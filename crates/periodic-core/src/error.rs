//! Core error types for periodic-core.
//!
//! Timer and scheduler operations never fail (invalid calls are no-ops), so
//! these errors only cover the infrastructure around them: storage,
//! configuration and audio playback.

use std::path::PathBuf;
use thiserror::Error;

/// Core error type for periodic-core.
#[derive(Error, Debug)]
pub enum CoreError {
    /// Database-related errors
    #[error("Database error: {0}")]
    Database(#[from] DatabaseError),

    /// Configuration-related errors
    #[error("Configuration error: {0}")]
    Config(#[from] ConfigError),

    /// Serialization/deserialization errors
    #[error("JSON error: {0}")]
    Json(#[from] serde_json::Error),
}

/// Database-specific errors.
#[derive(Error, Debug)]
pub enum DatabaseError {
    /// Failed to open database connection
    #[error("Failed to open database at {path}: {source}")]
    OpenFailed {
        path: PathBuf,
        #[source]
        source: rusqlite::Error,
    },

    /// Query execution failed
    #[error("Query failed: {0}")]
    QueryFailed(String),

    /// Migration failed
    #[error("Database migration failed: {0}")]
    MigrationFailed(String),

    /// Database is locked
    #[error("Database is locked")]
    Locked,
}

/// Configuration-specific errors.
#[derive(Error, Debug)]
pub enum ConfigError {
    /// The data directory could not be created
    #[error("Cannot create data directory {path}: {source}")]
    DataDir {
        path: PathBuf,
        #[source]
        source: std::io::Error,
    },

    /// Failed to save configuration
    #[error("Failed to save configuration to {path}: {message}")]
    SaveFailed { path: PathBuf, message: String },

    /// Invalid configuration value
    #[error("Invalid configuration value for '{key}': {message}")]
    InvalidValue { key: String, message: String },

    /// Unknown configuration key
    #[error("Unknown configuration key: {0}")]
    UnknownKey(String),

    /// Failed to parse configuration
    #[error("Failed to parse configuration: {0}")]
    ParseFailed(String),
}

/// Audio playback errors.
///
/// A failed playback is logged and recorded; it never touches timer state.
#[derive(Error, Debug)]
pub enum PlaybackError {
    /// No sound file exists for the notification key
    #[error("No sound file for '{key}' at {path}")]
    MissingSound { key: String, path: PathBuf },

    /// The sound file exists but could not be read
    #[error("Cannot open sound file {path}: {source}")]
    Open {
        path: PathBuf,
        #[source]
        source: std::io::Error,
    },

    /// The sound file is not in a format the decoder understands
    #[error("Cannot decode sound file {path}: {message}")]
    Decode { path: PathBuf, message: String },

    /// No audio output device, or the sink could not be created
    #[error("Audio output unavailable: {0}")]
    Output(String),

    /// Generic player failure
    #[error("{0}")]
    Failed(String),
}

impl From<rusqlite::Error> for DatabaseError {
    fn from(err: rusqlite::Error) -> Self {
        match &err {
            rusqlite::Error::SqliteFailure(err, _msg) => {
                if err.code == rusqlite::ErrorCode::DatabaseLocked {
                    DatabaseError::Locked
                } else {
                    DatabaseError::QueryFailed(err.to_string())
                }
            }
            _ => DatabaseError::QueryFailed(err.to_string()),
        }
    }
}

impl From<rusqlite::Error> for CoreError {
    fn from(err: rusqlite::Error) -> Self {
        CoreError::Database(err.into())
    }
}

impl From<toml::de::Error> for ConfigError {
    fn from(err: toml::de::Error) -> Self {
        ConfigError::ParseFailed(err.to_string())
    }
}

/// Result type alias for CoreError
pub type Result<T, E = CoreError> = std::result::Result<T, E>;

________________________

> DIRECTIONS FOR THIS TASK
The lines that mention the word "ParseFailed" should be pulled from the records above.

> RESULT OF THE EXERCISE
    ParseFailed(String),
        ConfigError::ParseFailed(err.to_string())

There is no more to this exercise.